Coronavirus, danni polmonari permanenti. Allerta dall’Ordine degli Anestesisti
Secondo il primo report sui danni permanenti causati dal coronavirus, il 25% riporta danni polmonari anche dopo 8 settimane dalla guarigione. Intanto dall’ordine degli anestesisti avvertono: “Il virus non è meno aggressivo”

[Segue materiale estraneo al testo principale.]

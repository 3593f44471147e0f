use gamedata::{Catalog, CatalogBuilder};
use models::v1::{
    CardDefinition, CardEffects, CombatRoomRecord, EnemyTemplate, Intention, LevelRange, Rarity,
    SpecialRoom, SpecialRoomAction,
};

#[allow(unused)]
pub fn strike() -> CardDefinition {
    CardDefinition::new(
        "Strike",
        1,
        CardEffects {
            target_damage: 6,
            ..Default::default()
        },
    )
}

#[allow(unused)]
pub fn defend() -> CardDefinition {
    CardDefinition::new(
        "Defend",
        1,
        CardEffects {
            self_block: 5,
            ..Default::default()
        },
    )
}

#[allow(unused)]
pub fn card(name: &str, cost: u32, effects: CardEffects) -> CardDefinition {
    CardDefinition::new(name, cost, effects)
}

#[allow(unused)]
pub fn attack(damage: u32) -> Intention {
    Intention {
        damage,
        ..Default::default()
    }
}

#[allow(unused)]
pub fn enemy_template(name: &str, health: u32, pattern: Vec<Intention>) -> EnemyTemplate {
    EnemyTemplate {
        name: name.to_string(),
        max_health_min: health,
        max_health_max: health,
        sprite: format!("{name}.png"),
        damaged_sprite: None,
        intention_pattern: pattern,
    }
}

#[allow(unused)]
pub fn room(name: &str, levels: &str, enemies: &[&str]) -> CombatRoomRecord {
    CombatRoomRecord {
        name: name.to_string(),
        background: format!("{name}.png"),
        encountered_at_levels: Some(LevelRange::try_from(levels).expect("valid level range")),
        enemies: enemies.iter().map(|e| e.to_string()).collect(),
    }
}

#[allow(unused)]
pub fn special_room(name: &str, rarity: Rarity, actions: Vec<SpecialRoomAction>) -> SpecialRoom {
    SpecialRoom {
        rarity,
        name: name.to_string(),
        description: String::new(),
        background: format!("{name}.png"),
        actions,
    }
}

/// Five bands with one distinct room each, a boss, and the given reward cards.
#[allow(unused)]
pub fn catalog_builder(cards: Vec<CardDefinition>) -> CatalogBuilder {
    let mut builder = Catalog::builder()
        .cards(cards)
        .starting_cards(vec![strike(), strike(), strike(), defend(), defend()])
        .enemy(enemy_template("Rat", 8, vec![attack(2)]))
        .enemy(enemy_template("Ogre", 40, vec![attack(6)]))
        .boss_room(room("Throne", "1", &["Ogre"]));
    for level in 1..=5 {
        builder = builder.combat_room(room(&format!("Room {level}"), &level.to_string(), &["Rat"]));
    }
    builder
}

#[allow(unused)]
pub fn catalog_with_cards(cards: Vec<CardDefinition>) -> Catalog {
    catalog_builder(cards).build().expect("valid test catalog")
}

#[allow(unused)]
pub fn small_catalog() -> Catalog {
    catalog_with_cards(vec![
        strike(),
        defend(),
        card(
            "Cleave",
            1,
            CardEffects {
                damage_all: 4,
                ..Default::default()
            },
        )
        .with_rarity(Rarity::Uncommon),
        card(
            "Execute",
            3,
            CardEffects {
                target_damage: 25,
                ..Default::default()
            },
        )
        .with_rarity(Rarity::Rare),
    ])
}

Il coronavirus può lasciare danni permanenti ai polmoni. Questa la triste e dura verità emersa dal primo report sui danni a lungo termine causati dal Covid-19. Lo studio condotto a Cremona e pubblicato nei giorni scorsi sull’International Journal of Infectious Disease, ha analizzato l’andamento a otto settimane dalla guarigione delle condizioni polmonari di 90 pazienti. In particolare, dai test radiologici effettuati, si evince l’evoluzione fibrotica delle polmoniti causate da SARS-CoV-2.
Lo studio
L’equipe medica del dr. Maurizio Marvisi della casa di cura Figlie di San Camillo ha effettuato una TAC a 90 pazienti durante la fase acuta della malattia e a distanza di otto settimane dalle dimissioni. È emerso che il 25,5% ha sviluppato una fibrosi polmonare. Inoltre, negli stessi pazienti che presentavano fibrosi, si rilevavano livelli più alti di infiammazione sistemica con un’inibizione delle funzionalità del midollo osseo e conseguente riduzione di piastrine, leucociti ed emoglobina.
Grazie a questo studio si è anche riusciti ad individuare le categorie di pazienti che maggiormente rischiano di avere effetti permanenti dovuti al coronavirus. I pazienti di 75 anni di età (con uno scarto di 15 anni), sono i più a rischio, specialmente se fumatori e con altre patologie come diabete e ipertensione.
L’ordine degli anestesisti mette in guardia
Intanto, visto l’innalzarsi della curva epidemica degli ultimi giorni, aumentano anche i numeri di pazienti ricoverati e in terapia intensiva. Ciò indica che, se negli scorsi mesi si è riusciti ad avere un notevole decremento di contagi da coronavirus, questo è stato dovuto alle norme di distanziamento sociale e non ad un indebolimento del virus. È quanto affermato da Alessandro Vergallo, presidente nazionale di Aaroi-Emac (Associazione anestesisti rianimatori ospedalieri italiani), e riportato da ANSA: “Non ci convince quanto detto da alcuni in questi mesi, e cioè che il virus sia diventato meno aggressivo. La curva epidemica sta risalendo, così come i casi in terapia intensiva, che hanno un’età media più bassa. Per fortuna siamo lontani dal livello di allarme rosso dei mesi di marzo e aprile, grazie al contenimento sociale“.
Tuttavia, a differenza dei primi mesi, adesso si hanno maggiori conoscenze sul decorso della malattia, sulle cure da intraprendere e sulla diagnosi precoce. Resta comunque fondamentale attuare le tre norme su cui l’intera comunità scientifica è d’accordo: distanziamento sociale, uso corretto della mascherina e pulizia accurata delle mani.